The Router microservice uses the /signup route to resend a signup request to a users microservice bound to the 127.0.0.1:8001 address. This request creates a new users with filled from UserForm, passed with a parameter wrapped with the Form type. Look at the following code:
fn signup(params: Form<UserForm>) -> FutureResponse<HttpResponse> {
let fut = post_request("http://127.0.0.1:8001/signup", params.into_inner())
.map(|_: ()| {
HttpResponse::Found()
.header(header::LOCATION, "/login.html")
.finish()
});
Box::new(fut)
}
We call the post_request function that we declared before to send a POST request to a users microservice and if it returns a successful response, we return a response with a 302 status code. We create HttpResponseBuilder with the corresponding status code by the HttpResponse::Found function call. After this, we also set the LOCATION header to redirect the user to a login form with the header method call of HttpResponseBuilder. Lastly, we call finish() to create a HttpResponse from a builder and return it as a boxed Future object.
The function has a FutureResponse return type that is implemented as follows:
type FutureResponse<I, E = Error> = Box<dyn Future<Item = I, Error = E>>;
As you can see, it's a Box with a type that implements a Future trait.

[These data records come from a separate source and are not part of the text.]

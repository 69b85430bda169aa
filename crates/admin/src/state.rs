//! Session state: the stores of one point-of-sale session.
//!
//! A session owns one instance of each store, all sharing a single storage
//! backend. It is built once at startup and passed by reference to whatever
//! drives it.

use std::fmt;
use std::sync::Arc;

use autopos_core::{CustomerId, PaymentMethod};

use crate::config::AdminConfig;
use crate::db::{KeyValueStore, SqliteStore};
use crate::error::AppError;
use crate::models::Order;
use crate::services::{
    CartStore, Catalog, Checkout, CheckoutError, CustomerDirectory, DemoData, OrderRecordStore,
    SeedError, reset_demo_data, seed_if_empty,
};

/// The stores of one session.
pub struct PosSession {
    storage: Arc<dyn KeyValueStore>,
    cart: CartStore,
    catalog: Catalog,
    customers: CustomerDirectory,
    orders: OrderRecordStore,
}

impl fmt::Debug for PosSession {
    fn fmt(&self, f: &mut fmt::Formatter<'_>) -> fmt::Result {
        f.debug_struct("PosSession")
            .field("cart", &self.cart)
            .field("catalog", &self.catalog)
            .field("customers", &self.customers)
            .field("orders", &self.orders)
            .finish_non_exhaustive()
    }
}

impl PosSession {
    /// Hydrate every store from `storage`.
    #[must_use]
    pub fn open(storage: Arc<dyn KeyValueStore>) -> Self {
        Self {
            cart: CartStore::hydrate(Arc::clone(&storage)),
            catalog: Catalog::hydrate(Arc::clone(&storage)),
            customers: CustomerDirectory::hydrate(Arc::clone(&storage)),
            orders: OrderRecordStore::hydrate(Arc::clone(&storage)),
            storage,
        }
    }

    /// Open the configured `SQLite` database, seeding demo data first if the
    /// configuration asks for it and no catalog exists yet.
    ///
    /// # Errors
    ///
    /// Returns an error if the database cannot be opened or seeding fails.
    pub fn from_config(config: &AdminConfig) -> Result<Self, AppError> {
        let storage: Arc<dyn KeyValueStore> = Arc::new(SqliteStore::open(&config.database_path)?);
        if config.seed_if_empty {
            seed_if_empty(storage.as_ref())?;
        }
        Ok(Self::open(storage))
    }

    /// The shared storage backend.
    #[must_use]
    pub fn storage(&self) -> &Arc<dyn KeyValueStore> {
        &self.storage
    }

    #[must_use]
    pub const fn cart(&self) -> &CartStore {
        &self.cart
    }

    pub const fn cart_mut(&mut self) -> &mut CartStore {
        &mut self.cart
    }

    #[must_use]
    pub const fn catalog(&self) -> &Catalog {
        &self.catalog
    }

    #[must_use]
    pub const fn customers(&self) -> &CustomerDirectory {
        &self.customers
    }

    pub const fn customers_mut(&mut self) -> &mut CustomerDirectory {
        &mut self.customers
    }

    #[must_use]
    pub const fn orders(&self) -> &OrderRecordStore {
        &self.orders
    }

    /// Commit the cart as an order for `customer_id`.
    ///
    /// # Errors
    ///
    /// See [`Checkout::commit_at`].
    pub fn checkout(
        &mut self,
        customer_id: &CustomerId,
        payment_method: PaymentMethod,
    ) -> Result<Order, CheckoutError> {
        self.checkout_parts().commit(customer_id, payment_method)
    }

    /// Borrow the stores a checkout needs, e.g. to commit at a fixed time.
    pub const fn checkout_parts(&mut self) -> Checkout<'_> {
        Checkout {
            cart: &mut self.cart,
            catalog: &mut self.catalog,
            customers: &mut self.customers,
            orders: &mut self.orders,
        }
    }

    /// Replace all data with the bundled demo set and re-hydrate.
    ///
    /// # Errors
    ///
    /// Returns an error if the reset fails; stores are re-hydrated either way.
    pub fn reset_demo_data(&mut self) -> Result<DemoData, SeedError> {
        let result = reset_demo_data(self.storage.as_ref());
        *self = Self::open(Arc::clone(&self.storage));
        result
    }
}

Also, the function expects Form<UserForm> as a parameter. The UserForm structs are declared as follows:
#[derive(Deserialize, Serialize)]
pub struct UserForm {
email: String,
password: String,
}
As you can see, it expects two parameters: email and password. Both will be extracted from the query string of a request in the format of [email protected]&password=<secret>. The Form wrapper helps to extract data from the response's body.